== Task objective ==
Please copy out every line in the records below that includes the word "entries".
======== Exercise inputs
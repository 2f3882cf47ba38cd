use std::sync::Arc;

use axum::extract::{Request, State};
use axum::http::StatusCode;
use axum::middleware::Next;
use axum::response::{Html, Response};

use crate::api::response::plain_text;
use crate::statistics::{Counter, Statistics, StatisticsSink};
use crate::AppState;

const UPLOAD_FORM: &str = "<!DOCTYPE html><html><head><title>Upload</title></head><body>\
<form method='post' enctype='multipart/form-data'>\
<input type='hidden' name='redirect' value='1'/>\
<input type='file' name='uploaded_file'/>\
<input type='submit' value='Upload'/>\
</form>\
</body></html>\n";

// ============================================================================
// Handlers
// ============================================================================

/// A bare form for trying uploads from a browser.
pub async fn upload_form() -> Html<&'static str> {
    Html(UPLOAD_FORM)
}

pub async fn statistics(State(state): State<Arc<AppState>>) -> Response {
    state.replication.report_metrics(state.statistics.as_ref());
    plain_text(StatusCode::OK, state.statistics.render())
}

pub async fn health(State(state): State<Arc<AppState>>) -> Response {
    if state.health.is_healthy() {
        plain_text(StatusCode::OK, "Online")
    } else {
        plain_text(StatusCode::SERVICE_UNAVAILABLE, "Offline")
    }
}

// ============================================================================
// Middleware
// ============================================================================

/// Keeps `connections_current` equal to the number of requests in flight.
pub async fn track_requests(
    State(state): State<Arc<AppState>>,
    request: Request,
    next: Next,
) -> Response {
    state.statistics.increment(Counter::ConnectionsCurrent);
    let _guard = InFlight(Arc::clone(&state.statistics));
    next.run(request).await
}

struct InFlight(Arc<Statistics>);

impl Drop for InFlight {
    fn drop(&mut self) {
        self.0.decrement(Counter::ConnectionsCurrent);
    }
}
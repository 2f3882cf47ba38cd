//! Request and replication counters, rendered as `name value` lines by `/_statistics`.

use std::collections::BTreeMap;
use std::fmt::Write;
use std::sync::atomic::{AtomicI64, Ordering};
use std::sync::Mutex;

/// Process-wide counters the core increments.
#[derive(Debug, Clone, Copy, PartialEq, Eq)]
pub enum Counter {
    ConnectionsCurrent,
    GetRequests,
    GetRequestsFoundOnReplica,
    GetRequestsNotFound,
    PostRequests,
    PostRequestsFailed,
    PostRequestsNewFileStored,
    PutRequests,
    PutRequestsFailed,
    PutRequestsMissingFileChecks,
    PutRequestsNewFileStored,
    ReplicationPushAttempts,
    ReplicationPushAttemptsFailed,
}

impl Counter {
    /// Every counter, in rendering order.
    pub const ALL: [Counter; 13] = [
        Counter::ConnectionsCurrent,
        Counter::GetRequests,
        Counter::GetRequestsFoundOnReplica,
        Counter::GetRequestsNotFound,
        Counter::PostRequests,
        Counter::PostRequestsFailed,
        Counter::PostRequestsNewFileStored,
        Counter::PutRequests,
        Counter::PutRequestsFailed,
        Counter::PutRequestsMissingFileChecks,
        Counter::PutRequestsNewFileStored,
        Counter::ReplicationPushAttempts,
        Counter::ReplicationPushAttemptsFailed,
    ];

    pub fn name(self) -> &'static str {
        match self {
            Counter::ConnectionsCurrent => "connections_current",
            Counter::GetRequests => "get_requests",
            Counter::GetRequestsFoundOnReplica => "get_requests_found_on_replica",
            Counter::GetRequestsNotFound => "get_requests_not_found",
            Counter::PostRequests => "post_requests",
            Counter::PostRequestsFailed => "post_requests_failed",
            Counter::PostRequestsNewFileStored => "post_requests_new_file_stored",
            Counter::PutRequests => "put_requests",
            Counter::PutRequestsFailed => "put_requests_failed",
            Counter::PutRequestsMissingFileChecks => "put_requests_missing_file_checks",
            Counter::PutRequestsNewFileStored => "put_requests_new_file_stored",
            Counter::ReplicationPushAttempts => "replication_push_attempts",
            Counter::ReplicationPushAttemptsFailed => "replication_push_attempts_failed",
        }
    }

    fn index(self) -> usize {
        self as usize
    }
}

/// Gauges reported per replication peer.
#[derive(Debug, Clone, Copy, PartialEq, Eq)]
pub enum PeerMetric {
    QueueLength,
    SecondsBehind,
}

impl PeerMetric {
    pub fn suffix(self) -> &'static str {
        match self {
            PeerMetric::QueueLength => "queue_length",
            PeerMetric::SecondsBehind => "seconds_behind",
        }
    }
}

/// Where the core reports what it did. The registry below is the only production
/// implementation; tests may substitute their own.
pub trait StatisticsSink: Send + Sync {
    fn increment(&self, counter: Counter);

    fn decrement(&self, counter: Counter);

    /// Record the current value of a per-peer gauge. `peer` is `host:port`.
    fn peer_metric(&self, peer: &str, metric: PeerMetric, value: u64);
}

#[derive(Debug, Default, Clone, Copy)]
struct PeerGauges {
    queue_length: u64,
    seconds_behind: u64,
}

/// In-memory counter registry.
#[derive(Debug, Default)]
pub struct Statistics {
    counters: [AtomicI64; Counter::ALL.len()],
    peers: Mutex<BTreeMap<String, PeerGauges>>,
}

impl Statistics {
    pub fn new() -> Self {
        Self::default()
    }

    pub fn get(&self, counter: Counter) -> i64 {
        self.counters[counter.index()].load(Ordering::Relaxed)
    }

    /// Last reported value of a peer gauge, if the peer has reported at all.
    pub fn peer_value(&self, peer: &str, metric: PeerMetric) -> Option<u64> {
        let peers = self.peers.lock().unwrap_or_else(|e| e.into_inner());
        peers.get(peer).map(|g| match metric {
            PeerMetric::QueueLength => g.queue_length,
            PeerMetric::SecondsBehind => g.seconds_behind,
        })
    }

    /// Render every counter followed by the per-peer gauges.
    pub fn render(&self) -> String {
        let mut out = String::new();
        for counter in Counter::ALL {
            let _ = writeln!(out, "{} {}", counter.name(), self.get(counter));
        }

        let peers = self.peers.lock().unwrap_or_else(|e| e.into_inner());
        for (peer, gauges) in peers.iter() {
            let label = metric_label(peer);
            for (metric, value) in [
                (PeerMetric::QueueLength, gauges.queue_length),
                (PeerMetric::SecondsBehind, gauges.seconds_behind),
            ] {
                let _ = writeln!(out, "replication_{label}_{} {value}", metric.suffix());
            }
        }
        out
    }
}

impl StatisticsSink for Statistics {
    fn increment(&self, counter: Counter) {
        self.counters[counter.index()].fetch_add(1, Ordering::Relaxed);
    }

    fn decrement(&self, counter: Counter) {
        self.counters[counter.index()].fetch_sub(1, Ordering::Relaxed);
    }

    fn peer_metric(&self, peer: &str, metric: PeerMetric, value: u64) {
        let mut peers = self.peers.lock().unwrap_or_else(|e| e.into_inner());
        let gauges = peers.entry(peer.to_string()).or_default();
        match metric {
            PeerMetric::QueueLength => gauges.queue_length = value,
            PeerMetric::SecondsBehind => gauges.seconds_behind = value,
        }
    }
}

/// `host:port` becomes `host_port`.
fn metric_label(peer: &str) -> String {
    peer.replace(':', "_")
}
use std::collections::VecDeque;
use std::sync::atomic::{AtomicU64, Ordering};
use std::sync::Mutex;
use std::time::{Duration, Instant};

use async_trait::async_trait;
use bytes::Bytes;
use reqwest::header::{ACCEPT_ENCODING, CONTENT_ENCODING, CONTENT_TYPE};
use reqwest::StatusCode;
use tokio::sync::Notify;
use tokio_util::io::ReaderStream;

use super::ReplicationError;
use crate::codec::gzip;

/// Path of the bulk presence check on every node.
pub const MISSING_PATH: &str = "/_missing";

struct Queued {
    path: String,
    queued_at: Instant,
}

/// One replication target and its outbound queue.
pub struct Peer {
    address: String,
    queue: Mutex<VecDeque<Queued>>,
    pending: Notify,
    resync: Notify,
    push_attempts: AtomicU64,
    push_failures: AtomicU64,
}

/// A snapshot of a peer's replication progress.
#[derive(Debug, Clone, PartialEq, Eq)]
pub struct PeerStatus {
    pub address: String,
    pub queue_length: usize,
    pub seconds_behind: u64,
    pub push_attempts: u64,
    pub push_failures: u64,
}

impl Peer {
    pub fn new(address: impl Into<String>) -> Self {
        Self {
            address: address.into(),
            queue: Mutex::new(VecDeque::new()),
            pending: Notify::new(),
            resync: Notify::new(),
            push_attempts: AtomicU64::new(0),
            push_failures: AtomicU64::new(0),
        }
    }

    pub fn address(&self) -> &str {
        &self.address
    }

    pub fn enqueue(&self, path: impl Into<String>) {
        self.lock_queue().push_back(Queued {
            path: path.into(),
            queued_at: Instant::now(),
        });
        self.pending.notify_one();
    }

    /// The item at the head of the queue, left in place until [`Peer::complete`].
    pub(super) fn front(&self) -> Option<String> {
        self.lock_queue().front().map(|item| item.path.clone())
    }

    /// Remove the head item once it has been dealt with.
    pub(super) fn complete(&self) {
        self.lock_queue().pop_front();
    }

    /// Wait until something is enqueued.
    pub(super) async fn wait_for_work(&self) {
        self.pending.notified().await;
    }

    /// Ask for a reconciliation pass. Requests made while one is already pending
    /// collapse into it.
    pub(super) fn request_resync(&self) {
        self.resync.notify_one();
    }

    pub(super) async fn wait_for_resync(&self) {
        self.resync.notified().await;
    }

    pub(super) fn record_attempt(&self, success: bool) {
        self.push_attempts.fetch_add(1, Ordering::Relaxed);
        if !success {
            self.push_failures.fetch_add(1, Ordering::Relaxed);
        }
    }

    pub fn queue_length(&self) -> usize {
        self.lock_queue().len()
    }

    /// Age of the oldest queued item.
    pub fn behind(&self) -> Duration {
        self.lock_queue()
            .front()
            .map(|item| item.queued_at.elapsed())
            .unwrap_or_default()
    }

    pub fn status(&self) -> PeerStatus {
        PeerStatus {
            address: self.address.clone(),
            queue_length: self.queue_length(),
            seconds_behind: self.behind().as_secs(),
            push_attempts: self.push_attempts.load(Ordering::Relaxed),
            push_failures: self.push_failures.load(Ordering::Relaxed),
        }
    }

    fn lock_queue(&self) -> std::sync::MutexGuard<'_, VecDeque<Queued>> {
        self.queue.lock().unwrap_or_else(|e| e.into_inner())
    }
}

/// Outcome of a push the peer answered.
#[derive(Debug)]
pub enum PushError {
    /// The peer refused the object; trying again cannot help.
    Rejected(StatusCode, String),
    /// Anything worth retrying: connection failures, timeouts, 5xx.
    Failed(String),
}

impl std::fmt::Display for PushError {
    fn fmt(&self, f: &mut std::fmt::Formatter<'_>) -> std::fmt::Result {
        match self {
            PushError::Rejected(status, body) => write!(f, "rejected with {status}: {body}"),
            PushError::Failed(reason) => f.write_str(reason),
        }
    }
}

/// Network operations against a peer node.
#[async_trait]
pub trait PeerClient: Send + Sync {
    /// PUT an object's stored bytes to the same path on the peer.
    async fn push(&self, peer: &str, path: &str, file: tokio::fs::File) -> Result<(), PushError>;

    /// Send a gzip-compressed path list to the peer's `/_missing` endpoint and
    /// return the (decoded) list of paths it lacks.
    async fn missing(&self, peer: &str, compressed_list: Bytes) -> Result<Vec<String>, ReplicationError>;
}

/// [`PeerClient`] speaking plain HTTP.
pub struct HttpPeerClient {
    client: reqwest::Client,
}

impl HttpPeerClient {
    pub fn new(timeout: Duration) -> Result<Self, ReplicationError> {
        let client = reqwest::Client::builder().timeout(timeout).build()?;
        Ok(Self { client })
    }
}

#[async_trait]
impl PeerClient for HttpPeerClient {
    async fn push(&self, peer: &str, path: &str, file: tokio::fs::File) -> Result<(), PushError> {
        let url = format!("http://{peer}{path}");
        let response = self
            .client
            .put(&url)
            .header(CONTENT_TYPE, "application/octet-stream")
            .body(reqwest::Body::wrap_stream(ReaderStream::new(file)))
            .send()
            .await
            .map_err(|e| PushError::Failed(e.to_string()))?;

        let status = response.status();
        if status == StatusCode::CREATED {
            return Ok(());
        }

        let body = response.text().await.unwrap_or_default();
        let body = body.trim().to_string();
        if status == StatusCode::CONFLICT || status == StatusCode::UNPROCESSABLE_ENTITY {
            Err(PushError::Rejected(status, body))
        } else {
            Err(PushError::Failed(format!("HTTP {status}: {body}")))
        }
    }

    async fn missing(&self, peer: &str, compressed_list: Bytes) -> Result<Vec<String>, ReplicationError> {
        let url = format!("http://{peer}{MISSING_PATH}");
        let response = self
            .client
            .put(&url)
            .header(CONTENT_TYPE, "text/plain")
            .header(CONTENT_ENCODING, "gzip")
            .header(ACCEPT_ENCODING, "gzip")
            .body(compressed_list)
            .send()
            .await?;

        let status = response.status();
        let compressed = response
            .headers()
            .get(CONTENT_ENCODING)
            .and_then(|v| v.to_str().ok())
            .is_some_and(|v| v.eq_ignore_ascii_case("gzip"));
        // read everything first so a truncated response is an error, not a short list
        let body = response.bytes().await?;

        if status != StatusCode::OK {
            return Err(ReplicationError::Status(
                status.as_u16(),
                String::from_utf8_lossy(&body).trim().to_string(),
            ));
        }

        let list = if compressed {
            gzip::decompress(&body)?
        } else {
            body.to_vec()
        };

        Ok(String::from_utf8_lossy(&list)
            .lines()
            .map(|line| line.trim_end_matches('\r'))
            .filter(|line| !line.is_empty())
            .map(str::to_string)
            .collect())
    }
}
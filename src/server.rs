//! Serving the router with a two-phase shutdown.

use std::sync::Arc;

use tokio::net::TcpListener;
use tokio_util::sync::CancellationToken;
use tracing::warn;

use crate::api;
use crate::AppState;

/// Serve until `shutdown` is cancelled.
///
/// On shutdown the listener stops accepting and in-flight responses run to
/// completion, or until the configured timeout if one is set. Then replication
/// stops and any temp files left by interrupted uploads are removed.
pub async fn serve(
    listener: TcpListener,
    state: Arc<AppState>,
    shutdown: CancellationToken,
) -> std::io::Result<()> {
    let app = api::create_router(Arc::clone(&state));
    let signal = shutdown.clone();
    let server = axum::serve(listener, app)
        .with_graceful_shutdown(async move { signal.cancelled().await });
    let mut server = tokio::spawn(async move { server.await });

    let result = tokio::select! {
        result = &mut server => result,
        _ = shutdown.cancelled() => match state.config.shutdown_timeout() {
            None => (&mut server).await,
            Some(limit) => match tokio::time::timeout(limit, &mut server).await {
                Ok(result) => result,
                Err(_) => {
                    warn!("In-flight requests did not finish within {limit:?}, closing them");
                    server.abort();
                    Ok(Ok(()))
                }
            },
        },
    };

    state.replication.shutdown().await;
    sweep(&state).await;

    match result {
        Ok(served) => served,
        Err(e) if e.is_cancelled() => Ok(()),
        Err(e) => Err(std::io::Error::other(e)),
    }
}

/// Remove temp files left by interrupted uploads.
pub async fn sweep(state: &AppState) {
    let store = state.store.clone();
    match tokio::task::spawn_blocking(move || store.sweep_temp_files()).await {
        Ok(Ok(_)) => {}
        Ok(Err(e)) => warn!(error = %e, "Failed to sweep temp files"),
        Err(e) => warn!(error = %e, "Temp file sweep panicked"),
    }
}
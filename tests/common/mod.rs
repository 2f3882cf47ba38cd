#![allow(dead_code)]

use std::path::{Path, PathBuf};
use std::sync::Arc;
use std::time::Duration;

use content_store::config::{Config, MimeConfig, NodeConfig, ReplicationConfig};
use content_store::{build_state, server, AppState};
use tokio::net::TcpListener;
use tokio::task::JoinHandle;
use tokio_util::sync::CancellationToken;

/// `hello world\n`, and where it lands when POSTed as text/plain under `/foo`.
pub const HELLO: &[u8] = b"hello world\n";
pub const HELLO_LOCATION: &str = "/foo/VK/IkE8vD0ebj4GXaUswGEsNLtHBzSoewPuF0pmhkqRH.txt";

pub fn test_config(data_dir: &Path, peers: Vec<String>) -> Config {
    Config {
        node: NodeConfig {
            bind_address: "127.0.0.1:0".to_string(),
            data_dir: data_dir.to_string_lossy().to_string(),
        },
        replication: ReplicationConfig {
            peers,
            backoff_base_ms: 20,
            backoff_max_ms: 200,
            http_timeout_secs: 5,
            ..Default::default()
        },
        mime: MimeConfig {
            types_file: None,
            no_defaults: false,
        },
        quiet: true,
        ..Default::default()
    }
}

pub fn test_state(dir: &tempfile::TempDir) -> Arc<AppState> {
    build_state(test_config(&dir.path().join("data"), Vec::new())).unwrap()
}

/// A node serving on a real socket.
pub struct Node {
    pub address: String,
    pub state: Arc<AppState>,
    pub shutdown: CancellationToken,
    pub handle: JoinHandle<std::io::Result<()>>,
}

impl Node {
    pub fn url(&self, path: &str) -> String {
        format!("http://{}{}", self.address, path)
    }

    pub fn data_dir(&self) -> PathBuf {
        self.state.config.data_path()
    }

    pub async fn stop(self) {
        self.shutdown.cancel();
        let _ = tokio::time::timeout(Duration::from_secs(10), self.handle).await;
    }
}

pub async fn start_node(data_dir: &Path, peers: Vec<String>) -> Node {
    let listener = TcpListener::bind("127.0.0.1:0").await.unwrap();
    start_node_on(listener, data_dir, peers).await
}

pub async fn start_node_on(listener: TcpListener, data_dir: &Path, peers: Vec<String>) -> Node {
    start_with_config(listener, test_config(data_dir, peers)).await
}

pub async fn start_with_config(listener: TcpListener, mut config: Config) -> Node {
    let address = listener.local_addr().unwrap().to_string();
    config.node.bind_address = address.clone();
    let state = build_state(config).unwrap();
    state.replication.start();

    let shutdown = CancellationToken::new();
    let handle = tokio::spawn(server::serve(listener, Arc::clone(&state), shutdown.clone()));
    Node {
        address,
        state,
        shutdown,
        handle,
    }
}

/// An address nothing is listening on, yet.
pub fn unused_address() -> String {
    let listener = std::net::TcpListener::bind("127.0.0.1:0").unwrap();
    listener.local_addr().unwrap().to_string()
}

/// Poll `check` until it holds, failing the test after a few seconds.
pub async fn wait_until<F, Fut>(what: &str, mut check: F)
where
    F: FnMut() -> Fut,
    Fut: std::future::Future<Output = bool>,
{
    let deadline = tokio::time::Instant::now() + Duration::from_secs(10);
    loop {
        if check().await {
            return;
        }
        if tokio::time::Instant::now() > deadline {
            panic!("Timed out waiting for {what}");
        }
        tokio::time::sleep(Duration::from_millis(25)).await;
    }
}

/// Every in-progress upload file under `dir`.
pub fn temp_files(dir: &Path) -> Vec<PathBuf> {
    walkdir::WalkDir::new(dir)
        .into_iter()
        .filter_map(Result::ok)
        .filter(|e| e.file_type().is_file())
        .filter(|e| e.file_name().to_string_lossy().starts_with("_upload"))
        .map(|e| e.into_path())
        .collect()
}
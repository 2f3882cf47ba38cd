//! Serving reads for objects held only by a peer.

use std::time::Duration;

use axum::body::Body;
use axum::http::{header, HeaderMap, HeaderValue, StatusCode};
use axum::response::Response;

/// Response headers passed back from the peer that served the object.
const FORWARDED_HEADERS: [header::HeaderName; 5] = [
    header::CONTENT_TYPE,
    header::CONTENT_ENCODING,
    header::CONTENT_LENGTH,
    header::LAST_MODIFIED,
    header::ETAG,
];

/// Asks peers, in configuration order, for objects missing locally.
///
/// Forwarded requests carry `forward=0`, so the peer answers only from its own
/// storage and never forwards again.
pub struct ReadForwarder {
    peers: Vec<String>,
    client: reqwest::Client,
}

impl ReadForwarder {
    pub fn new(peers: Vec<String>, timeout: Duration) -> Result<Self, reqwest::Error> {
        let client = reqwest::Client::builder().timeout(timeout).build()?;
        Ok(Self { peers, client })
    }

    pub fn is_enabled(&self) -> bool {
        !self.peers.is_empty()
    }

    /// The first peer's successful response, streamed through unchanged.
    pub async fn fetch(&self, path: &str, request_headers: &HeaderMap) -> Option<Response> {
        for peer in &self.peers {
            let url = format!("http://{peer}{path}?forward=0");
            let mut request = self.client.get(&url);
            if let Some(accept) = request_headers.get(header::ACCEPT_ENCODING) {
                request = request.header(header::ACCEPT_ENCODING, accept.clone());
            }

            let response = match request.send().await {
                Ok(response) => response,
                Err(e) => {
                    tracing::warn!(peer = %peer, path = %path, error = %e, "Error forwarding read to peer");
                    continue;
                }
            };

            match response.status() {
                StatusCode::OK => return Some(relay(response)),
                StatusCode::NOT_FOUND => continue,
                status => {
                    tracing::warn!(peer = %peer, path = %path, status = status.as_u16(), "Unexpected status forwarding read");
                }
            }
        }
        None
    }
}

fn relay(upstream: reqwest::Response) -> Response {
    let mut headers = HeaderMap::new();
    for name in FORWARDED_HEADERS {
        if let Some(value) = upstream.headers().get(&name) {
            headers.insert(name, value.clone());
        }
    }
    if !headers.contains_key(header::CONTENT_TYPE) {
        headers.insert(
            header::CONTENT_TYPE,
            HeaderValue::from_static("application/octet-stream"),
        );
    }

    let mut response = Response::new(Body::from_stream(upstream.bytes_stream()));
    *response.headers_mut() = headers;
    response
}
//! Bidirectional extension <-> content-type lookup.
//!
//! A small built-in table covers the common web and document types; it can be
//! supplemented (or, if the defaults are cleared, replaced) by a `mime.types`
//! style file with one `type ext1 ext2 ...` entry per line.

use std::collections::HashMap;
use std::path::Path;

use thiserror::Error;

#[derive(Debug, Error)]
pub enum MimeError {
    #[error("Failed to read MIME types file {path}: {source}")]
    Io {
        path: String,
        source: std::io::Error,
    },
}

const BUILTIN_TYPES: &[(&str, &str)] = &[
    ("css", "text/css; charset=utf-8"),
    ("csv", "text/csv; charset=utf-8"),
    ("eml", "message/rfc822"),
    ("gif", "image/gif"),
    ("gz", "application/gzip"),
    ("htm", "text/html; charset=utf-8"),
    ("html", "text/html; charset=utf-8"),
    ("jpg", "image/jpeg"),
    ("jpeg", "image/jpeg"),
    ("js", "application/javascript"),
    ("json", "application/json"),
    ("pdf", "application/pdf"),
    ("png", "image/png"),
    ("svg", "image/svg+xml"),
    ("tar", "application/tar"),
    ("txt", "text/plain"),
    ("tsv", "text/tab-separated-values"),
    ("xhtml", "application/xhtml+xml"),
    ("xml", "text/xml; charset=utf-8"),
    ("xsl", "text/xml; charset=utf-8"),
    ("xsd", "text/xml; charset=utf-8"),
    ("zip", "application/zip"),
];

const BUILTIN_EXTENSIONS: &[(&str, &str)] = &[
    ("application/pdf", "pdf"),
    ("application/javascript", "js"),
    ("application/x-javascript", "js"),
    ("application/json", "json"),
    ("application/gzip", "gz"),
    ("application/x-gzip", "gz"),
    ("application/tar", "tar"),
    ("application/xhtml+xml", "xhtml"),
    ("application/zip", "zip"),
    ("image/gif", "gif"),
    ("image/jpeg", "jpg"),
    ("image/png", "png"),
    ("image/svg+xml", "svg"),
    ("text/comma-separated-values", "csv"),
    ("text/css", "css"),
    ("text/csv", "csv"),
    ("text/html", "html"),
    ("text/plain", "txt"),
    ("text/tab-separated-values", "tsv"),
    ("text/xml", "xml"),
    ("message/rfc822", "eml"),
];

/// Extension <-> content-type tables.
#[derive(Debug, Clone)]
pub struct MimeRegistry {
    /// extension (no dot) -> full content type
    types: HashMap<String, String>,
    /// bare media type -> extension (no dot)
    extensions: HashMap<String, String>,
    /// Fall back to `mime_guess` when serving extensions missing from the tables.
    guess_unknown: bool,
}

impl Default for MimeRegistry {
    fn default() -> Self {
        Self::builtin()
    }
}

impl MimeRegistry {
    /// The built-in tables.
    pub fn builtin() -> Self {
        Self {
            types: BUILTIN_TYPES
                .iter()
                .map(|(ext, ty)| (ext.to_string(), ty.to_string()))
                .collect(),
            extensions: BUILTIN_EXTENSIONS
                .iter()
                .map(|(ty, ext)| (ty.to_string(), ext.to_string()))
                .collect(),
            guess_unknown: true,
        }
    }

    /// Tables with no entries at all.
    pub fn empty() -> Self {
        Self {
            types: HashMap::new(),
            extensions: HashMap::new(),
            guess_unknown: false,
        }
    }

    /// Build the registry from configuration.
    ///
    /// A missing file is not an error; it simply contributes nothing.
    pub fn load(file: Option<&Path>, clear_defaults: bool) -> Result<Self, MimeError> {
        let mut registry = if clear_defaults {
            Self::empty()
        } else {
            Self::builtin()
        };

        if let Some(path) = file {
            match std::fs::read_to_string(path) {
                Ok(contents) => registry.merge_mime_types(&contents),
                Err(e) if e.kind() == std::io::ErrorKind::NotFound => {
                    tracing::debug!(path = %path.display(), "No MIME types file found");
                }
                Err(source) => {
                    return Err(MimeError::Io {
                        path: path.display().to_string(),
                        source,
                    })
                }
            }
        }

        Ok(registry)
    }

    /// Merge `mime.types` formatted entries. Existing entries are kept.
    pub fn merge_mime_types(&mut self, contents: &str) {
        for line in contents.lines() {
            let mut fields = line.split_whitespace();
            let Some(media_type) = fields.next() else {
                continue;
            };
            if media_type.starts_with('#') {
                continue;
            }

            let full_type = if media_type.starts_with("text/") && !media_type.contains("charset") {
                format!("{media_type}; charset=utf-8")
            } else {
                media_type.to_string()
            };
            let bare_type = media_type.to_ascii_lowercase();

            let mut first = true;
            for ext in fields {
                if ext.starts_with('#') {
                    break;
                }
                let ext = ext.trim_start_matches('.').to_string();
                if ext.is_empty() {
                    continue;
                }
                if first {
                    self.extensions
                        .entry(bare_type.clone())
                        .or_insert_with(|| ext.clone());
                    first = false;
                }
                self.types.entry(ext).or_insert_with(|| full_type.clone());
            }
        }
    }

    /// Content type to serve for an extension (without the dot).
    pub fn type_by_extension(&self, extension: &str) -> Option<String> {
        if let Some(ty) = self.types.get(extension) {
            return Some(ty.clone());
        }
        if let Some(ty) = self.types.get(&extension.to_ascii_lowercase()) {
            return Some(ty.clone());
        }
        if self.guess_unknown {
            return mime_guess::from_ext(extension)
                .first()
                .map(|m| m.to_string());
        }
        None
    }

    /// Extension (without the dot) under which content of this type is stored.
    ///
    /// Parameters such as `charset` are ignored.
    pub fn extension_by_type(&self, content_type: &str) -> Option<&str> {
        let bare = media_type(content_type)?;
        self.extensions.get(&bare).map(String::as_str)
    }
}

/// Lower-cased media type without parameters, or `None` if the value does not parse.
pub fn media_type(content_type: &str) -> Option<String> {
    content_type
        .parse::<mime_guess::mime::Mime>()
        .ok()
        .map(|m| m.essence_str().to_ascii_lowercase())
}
================
== Expected output ==
    /// Tables with no entries at all.
    /// Merge `mime.types` formatted entries. Existing entries are kept.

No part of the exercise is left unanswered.